As technology advances, the specter of deepfakes looms large over the domain of identity verification, rendering traditional verification methods less effective and paving the way for fraudulent activities. Businesses need to take note and be prepared with their own advanced technology defenses. In this post, we delve into the mechanics of deepfakes, their impact on identity verification, and the steps businesses can take to safeguard against deepfake-induced fraud.
Understanding the mechanics of deepfakes
Deepfakes, blending ‘deep learning’ with ‘fake,’ utilize artificial intelligence to create or alter audio, video, or image files realistically. Through deep learning algorithms, they sift through a large amount of real media to mimic human expressions and speech. This technology enables the mapping of one individual's facial expressions and voice onto another, creating persuasive fake content that is increasingly challenging to distinguish from real footage.
One method of deepfake creation involves collecting extensive data, like numerous images and videos of the target individual, which is then fed into a Generative Adversarial Network (GAN). This network comprises two parts — the generator, which creates new data, and the discriminator, which evaluates the generated data against real data to refine the output. Over time, the generator becomes proficient at creating realistic synthetic media that can deceive human observers and traditional digital verification systems.
Other approaches now use diffusion models, which use a different mechanism to generate realistic data. And there are also simpler methods that use autoencoder models that are simpler than GANs or diffusion models.

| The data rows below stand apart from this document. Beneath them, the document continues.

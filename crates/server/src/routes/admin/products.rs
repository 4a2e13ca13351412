//! Catalog administration handlers.
//!
//! Reads are open to any admin; writes need the MANAGER role.

use axum::{Json, extract::State, http::StatusCode};
use local_market_core::ProductId;
use local_market_core::catalog::{InventoryUpdate, Product, ProductDraft, ProductPatch};
use tracing::instrument;

use crate::error::AppError;
use crate::middleware::RequireAdmin;
use crate::routes::extract::{ApiJson, ApiPath};
use crate::services::CatalogService;
use crate::state::AppState;

/// Every product, including hidden and paused ones.
///
/// # Errors
///
/// Returns an error if the database query fails.
#[instrument(skip(state, admin), fields(admin_id = %admin.id))]
pub async fn index(
    RequireAdmin(admin): RequireAdmin,
    State(state): State<AppState>,
) -> Result<Json<Vec<Product>>, AppError> {
    Ok(Json(CatalogService::new(&state).list_admin().await?))
}

/// Create a product.
///
/// # Errors
///
/// Returns `DUPLICATE_SKU` or `INVALID_PRICE`.
#[instrument(skip(state, admin, draft), fields(admin_id = %admin.id, sku = %draft.sku))]
pub async fn create(
    RequireAdmin(admin): RequireAdmin,
    State(state): State<AppState>,
    ApiJson(draft): ApiJson<ProductDraft>,
) -> Result<(StatusCode, Json<Product>), AppError> {
    admin.require_manager()?;
    let product = CatalogService::new(&state)
        .create(draft, &admin.actor())
        .await?;
    Ok((StatusCode::CREATED, Json(product)))
}

/// Patch a product.
///
/// # Errors
///
/// Returns `PRODUCT_NOT_FOUND`, `DUPLICATE_SKU` or `INVALID_PRICE`.
#[instrument(skip(state, admin, patch), fields(admin_id = %admin.id, product_id = %id))]
pub async fn update(
    RequireAdmin(admin): RequireAdmin,
    State(state): State<AppState>,
    ApiPath(id): ApiPath<ProductId>,
    ApiJson(patch): ApiJson<ProductPatch>,
) -> Result<Json<Product>, AppError> {
    admin.require_manager()?;
    let product = CatalogService::new(&state)
        .update(id, patch, &admin.actor())
        .await?;
    Ok(Json(product))
}

/// Soft-delete a product.
///
/// # Errors
///
/// Returns `PRODUCT_NOT_FOUND`.
#[instrument(skip(state, admin), fields(admin_id = %admin.id, product_id = %id))]
pub async fn delete(
    RequireAdmin(admin): RequireAdmin,
    State(state): State<AppState>,
    ApiPath(id): ApiPath<ProductId>,
) -> Result<StatusCode, AppError> {
    admin.require_manager()?;
    CatalogService::new(&state)
        .delete(id, &admin.actor())
        .await?;
    Ok(StatusCode::NO_CONTENT)
}

/// Set stock and the per-order limit.
///
/// # Errors
///
/// Returns `PRODUCT_NOT_FOUND` or `INVALID_QTY`.
#[instrument(skip(state, admin, update), fields(admin_id = %admin.id, product_id = %id))]
pub async fn set_inventory(
    RequireAdmin(admin): RequireAdmin,
    State(state): State<AppState>,
    ApiPath(id): ApiPath<ProductId>,
    ApiJson(update): ApiJson<InventoryUpdate>,
) -> Result<Json<Product>, AppError> {
    admin.require_manager()?;
    let product = CatalogService::new(&state)
        .set_inventory(id, update, &admin.actor())
        .await?;
    Ok(Json(product))
}
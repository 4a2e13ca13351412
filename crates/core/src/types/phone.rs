//! Customer phone number type.

use core::fmt;

use serde::{Deserialize, Serialize};

/// Errors that can occur when parsing a [`PhoneNumber`].
#[derive(thiserror::Error, Debug, Clone, PartialEq, Eq)]
pub enum PhoneError {
    /// The input string is empty.
    #[error("phone number cannot be empty")]
    Empty,
    /// The input contains something other than digits and hyphens.
    #[error("phone number may only contain digits and hyphens")]
    InvalidCharacter,
    /// The number of digits is outside the accepted range.
    #[error("phone number must have between {min} and {max} digits")]
    DigitCount {
        /// Minimum digits.
        min: usize,
        /// Maximum digits.
        max: usize,
    },
}

/// A customer contact phone number.
///
/// Stored exactly as entered (hyphens included) because order lookup compares
/// the number the customer types against the one on the order.
///
/// ## Constraints
///
/// - Only ASCII digits and `-`
/// - 9 to 15 digits
///
/// ## Examples
///
/// ```
/// use local_market_core::PhoneNumber;
///
/// assert!(PhoneNumber::parse("010-1234-5678").is_ok());
/// assert!(PhoneNumber::parse("0212345678").is_ok());
///
/// assert!(PhoneNumber::parse("").is_err());
/// assert!(PhoneNumber::parse("010 1234 5678").is_err());
/// assert!(PhoneNumber::parse("1234").is_err());
/// ```
#[derive(Debug, Clone, Serialize, Deserialize, PartialEq, Eq, Hash)]
#[serde(try_from = "String", into = "String")]
pub struct PhoneNumber(String);

impl PhoneNumber {
    /// Minimum number of digits.
    pub const MIN_DIGITS: usize = 9;
    /// Maximum number of digits (E.164 limit).
    pub const MAX_DIGITS: usize = 15;

    /// Parse a `PhoneNumber` from a string, trimming surrounding whitespace.
    ///
    /// # Errors
    ///
    /// Returns an error if the input is empty, contains characters other than
    /// digits and hyphens, or has the wrong number of digits.
    pub fn parse(s: &str) -> Result<Self, PhoneError> {
        let s = s.trim();
        if s.is_empty() {
            return Err(PhoneError::Empty);
        }

        if !s.chars().all(|c| c.is_ascii_digit() || c == '-') {
            return Err(PhoneError::InvalidCharacter);
        }

        let digits = s.chars().filter(char::is_ascii_digit).count();
        if !(Self::MIN_DIGITS..=Self::MAX_DIGITS).contains(&digits) {
            return Err(PhoneError::DigitCount {
                min: Self::MIN_DIGITS,
                max: Self::MAX_DIGITS,
            });
        }

        Ok(Self(s.to_owned()))
    }

    /// Returns the phone number as a string slice.
    #[must_use]
    pub fn as_str(&self) -> &str {
        &self.0
    }

    /// Consumes the `PhoneNumber` and returns its inner string.
    #[must_use]
    pub fn into_inner(self) -> String {
        self.0
    }
}

impl fmt::Display for PhoneNumber {
    fn fmt(&self, f: &mut fmt::Formatter<'_>) -> fmt::Result {
        write!(f, "{}", self.0)
    }
}

impl std::str::FromStr for PhoneNumber {
    type Err = PhoneError;

    fn from_str(s: &str) -> Result<Self, Self::Err> {
        Self::parse(s)
    }
}

impl TryFrom<String> for PhoneNumber {
    type Error = PhoneError;

    fn try_from(value: String) -> Result<Self, Self::Error> {
        Self::parse(&value)
    }
}

impl From<PhoneNumber> for String {
    fn from(phone: PhoneNumber) -> Self {
        phone.0
    }
}

impl AsRef<str> for PhoneNumber {
    fn as_ref(&self) -> &str {
        &self.0
    }
}

// SQLx support (with postgres feature)
#[cfg(feature = "postgres")]
impl sqlx::Type<sqlx::Postgres> for PhoneNumber {
    fn type_info() -> sqlx::postgres::PgTypeInfo {
        <String as sqlx::Type<sqlx::Postgres>>::type_info()
    }

    fn compatible(ty: &sqlx::postgres::PgTypeInfo) -> bool {
        <String as sqlx::Type<sqlx::Postgres>>::compatible(ty)
    }
}

#[cfg(feature = "postgres")]
impl<'r> sqlx::Decode<'r, sqlx::Postgres> for PhoneNumber {
    fn decode(value: sqlx::postgres::PgValueRef<'r>) -> Result<Self, sqlx::error::BoxDynError> {
        let s = <String as sqlx::Decode<sqlx::Postgres>>::decode(value)?;
        // Database values are assumed valid
        Ok(Self(s))
    }
}

#[cfg(feature = "postgres")]
impl sqlx::Encode<'_, sqlx::Postgres> for PhoneNumber {
    fn encode_by_ref(
        &self,
        buf: &mut sqlx::postgres::PgArgumentBuffer,
    ) -> Result<sqlx::encode::IsNull, sqlx::error::BoxDynError> {
        <String as sqlx::Encode<sqlx::Postgres>>::encode_by_ref(&self.0, buf)
    }
}

#[cfg(test)]
#[allow(clippy::unwrap_used)]
mod tests {
    use super::*;

    #[test]
    fn test_parse_valid_numbers() {
        assert!(PhoneNumber::parse("010-1234-5678").is_ok());
        assert!(PhoneNumber::parse("01012345678").is_ok());
        assert!(PhoneNumber::parse("02-123-4567").is_ok());
    }

    #[test]
    fn test_parse_trims_whitespace() {
        let phone = PhoneNumber::parse("  010-1234-5678 ").unwrap();
        assert_eq!(phone.as_str(), "010-1234-5678");
    }

    #[test]
    fn test_parse_empty() {
        assert_eq!(PhoneNumber::parse("   "), Err(PhoneError::Empty));
    }

    #[test]
    fn test_parse_invalid_character() {
        assert_eq!(
            PhoneNumber::parse("+82 10 1234 5678"),
            Err(PhoneError::InvalidCharacter)
        );
    }

    #[test]
    fn test_parse_digit_count() {
        assert!(matches!(
            PhoneNumber::parse("1234-5678"),
            Err(PhoneError::DigitCount { .. })
        ));
        assert!(matches!(
            PhoneNumber::parse("0101234567812345"),
            Err(PhoneError::DigitCount { .. })
        ));
    }

    #[test]
    fn test_serde_rejects_invalid() {
        let ok: PhoneNumber = serde_json::from_str("\"010-1111-2222\"").unwrap();
        assert_eq!(ok.to_string(), "010-1111-2222");
        assert!(serde_json::from_str::<PhoneNumber>("\"abc\"").is_err());
    }
}
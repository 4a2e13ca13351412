//! Business services.
//!
//! Each service borrows the [`AppState`](crate::state::AppState), loads rows
//! through the repositories in [`crate::db`], hands them to the rules in
//! `local_market_core`, and persists the outcome in one transaction.
//!
//! # Services
//!
//! - `carts` - Session carts and line edits
//! - `checkout` - Checkout validation and quotes
//! - `orders` - Order creation, lookup, cancellation and the admin console
//! - `fulfillment` - Shortage actions and refunds
//! - `catalog` - Public catalog and catalog administration
//! - `store_config` - Store policy, delivery zones and holidays

pub mod carts;
pub mod catalog;
pub mod checkout;
pub mod fulfillment;
pub mod orders;
pub mod store_config;

pub use carts::{CartService, CartView};
pub use catalog::{CatalogService, ProductQuery, ProductView};
pub use checkout::{CheckoutRequest, CheckoutService, ValidationSummary};
pub use fulfillment::{FulfillmentService, ShortageOutcome};
pub use orders::{
    CancelOutcome, CreateOrderRequest, OrderDetail, OrderService, PickingList, StatusUpdateRequest,
};
pub use store_config::StoreConfigService;
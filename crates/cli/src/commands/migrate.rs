//! Database migration command.
//!
//! # Usage
//!
//! ```bash
//! lm-cli migrate
//! ```
//!
//! # Environment Variables
//!
//! - `MARKET_DATABASE_URL` - `PostgreSQL` connection string (falls back to `DATABASE_URL`)
//!
//! Migrations live in `crates/server/migrations/` and are embedded at build
//! time.

use local_market_server::config::get_database_url;
use local_market_server::db;

use super::CliError;

/// Apply pending migrations.
///
/// # Errors
///
/// Returns an error if the database is unreachable or a migration fails.
pub async fn run() -> Result<(), CliError> {
    dotenvy::dotenv().ok();

    let database_url = get_database_url("MARKET_DATABASE_URL")?;

    tracing::info!("Connecting to database...");
    let pool = db::create_pool(&database_url).await?;

    tracing::info!("Running migrations...");
    sqlx::migrate!("../server/migrations").run(&pool).await?;

    tracing::info!("Migrations complete!");
    Ok(())
}
//! Request extractors that reject with the API's JSON error body.
//!
//! axum's stock `Json`, `Query` and `Path` extractors answer malformed input
//! with a plain-text body. These wrappers route the rejection through
//! [`AppError`] so clients always get `{ "code": "INVALID_REQUEST", ... }`.

use axum::extract::FromRequest;
use axum::extract::FromRequestParts;

use crate::error::AppError;

/// JSON request body.
#[derive(Debug, FromRequest)]
#[from_request(via(axum::Json), rejection(AppError))]
pub struct ApiJson<T>(pub T);

/// Query string.
#[derive(Debug, FromRequestParts)]
#[from_request(via(axum::extract::Query), rejection(AppError))]
pub struct ApiQuery<T>(pub T);

/// Path parameters.
#[derive(Debug, FromRequestParts)]
#[from_request(via(axum::extract::Path), rejection(AppError))]
pub struct ApiPath<T>(pub T);

#[cfg(test)]
#[allow(clippy::unwrap_used)]
mod tests {
    use axum::{
        Router,
        body::Body,
        http::{Request, StatusCode, header},
        routing::post,
    };
    use serde::Deserialize;
    use tower::ServiceExt;

    use super::*;

    #[derive(Debug, Deserialize)]
    struct Body1 {
        qty: i32,
    }

    async fn echo(ApiJson(body): ApiJson<Body1>) -> String {
        body.qty.to_string()
    }

    async fn by_id(ApiPath(id): ApiPath<i32>) -> String {
        id.to_string()
    }

    fn app() -> Router {
        Router::new()
            .route("/echo", post(echo))
            .route("/items/{id}", post(by_id))
    }

    async fn body_json(response: axum::response::Response) -> serde_json::Value {
        let bytes = axum::body::to_bytes(response.into_body(), usize::MAX)
            .await
            .unwrap();
        serde_json::from_slice(&bytes).unwrap()
    }

    #[tokio::test]
    async fn test_valid_json_passes_through() {
        let response = app()
            .oneshot(
                Request::post("/echo")
                    .header(header::CONTENT_TYPE, "application/json")
                    .body(Body::from(r#"{"qty": 3}"#))
                    .unwrap(),
            )
            .await
            .unwrap();
        assert_eq!(response.status(), StatusCode::OK);
    }

    #[tokio::test]
    async fn test_malformed_json_is_invalid_request() {
        let response = app()
            .oneshot(
                Request::post("/echo")
                    .header(header::CONTENT_TYPE, "application/json")
                    .body(Body::from(r#"{"qty": "three"}"#))
                    .unwrap(),
            )
            .await
            .unwrap();
        assert_eq!(response.status(), StatusCode::BAD_REQUEST);
        assert_eq!(body_json(response).await["code"], "INVALID_REQUEST");
    }

    #[tokio::test]
    async fn test_bad_path_param_is_invalid_request() {
        let response = app()
            .oneshot(Request::post("/items/abc").body(Body::empty()).unwrap())
            .await
            .unwrap();
        assert_eq!(response.status(), StatusCode::BAD_REQUEST);
        assert_eq!(body_json(response).await["code"], "INVALID_REQUEST");
    }
}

The evolution of deepfake technology poses a significant challenge to identity verification services as they can be used to impersonate individuals or forge identity documents convincingly. The ease of creating deepfakes and their potential to deceive makes them a concerning tool for fraud and other malicious activities in the digital realm. With fraudsters more easily accessing the type of technology that can generate deepfakes, making deepfakes more convincing, the need has increased for sophisticated anti-spoofing detection in identity verification.
Deepfake onslaught on facial recognition systems
Facial recognition technology is a crucial component of digital identity verification, yet the advent of deepfakes has introduced several challenges to this domain. Deepfakes exhibit varying levels of sophistication and are generally categorized into three types: face swaps, fully-generated images, and lip-sync videos.
Often synonymous with the term 'deepfake,' face swaps involve superimposing a source face onto a target head. While rudimentary attempts, dubbed 'cheapfakes,' may crudely paste the source face over the target, genuine deepfake face-swaps employ AI to seamlessly morph and blend the source face onto the target, creating a convincingly realistic image.
Fully generated images
Fully-generated images take the technology a notch higher by utilizing generative models trained to create highly realistic images of faces from scratch. These models, nourished with vast datasets, can fabricate faces that do not exist in reality yet pass off as authentic to the unsuspecting eye.
Lip-sync videos, on the other hand, retain the original individual but manipulate their lip movements, often coupled with deepfaked voices, to create the illusion of them uttering words never said in the original footage.
The economic implications of deepfake fraud
The economic toll of deepfake fraud is substantial and growing. Recent statistics reveal that 26% of smaller and 38% of large companies experienced deepfake fraud in the past year, with losses reaching up to $480,000. Furthermore, the trend of deepfake fraud is on the rise, with one-third of businesses reporting video and audio deepfake attacks as of April 2023. Another report cites cybersecurity professionals finding that deepfakes were used in two out of three attacks.
A new Onfido survey on AI shows 68% of business leaders who responded recognize the threat that AI and, more specifically, generative AI presents for accelerating the speed and quantity of fraud attacks, but less than one-third are prioritizing its use in fraud prevention.
Future-proofing identity verification with deepfake detection
As the menace of deepfakes continues to escalate, the call for robust identity verification solutions grows louder. Over two-thirds of consumers are open to utilizing digital identity for online verification, indicating a significant shift towards digital identity solutions over traditional physical IDs. Organizations must heed this call by investing in sophisticated identity security platforms and educating users on the potential risks posed by deepfakes.
Biometric verification offers an additional layer of protection when paired with document verification. A process that matches a facial biometric to a photo ID helps determine that 1) there is a real person attempting to sign up for a service, and 2) that the identity document belongs to the person presenting it.
The battle against deepfake-induced identity fraud is a rising priority for businesses. With deepfakes poised to continue challenging identity verification processes, staying ahead in terms of technology and awareness is paramount. By understanding the mechanics and implications of deepfakes, organizations can better equip themselves to mitigate the risks and ensure the integrity and security of identity verification processes in the digital age.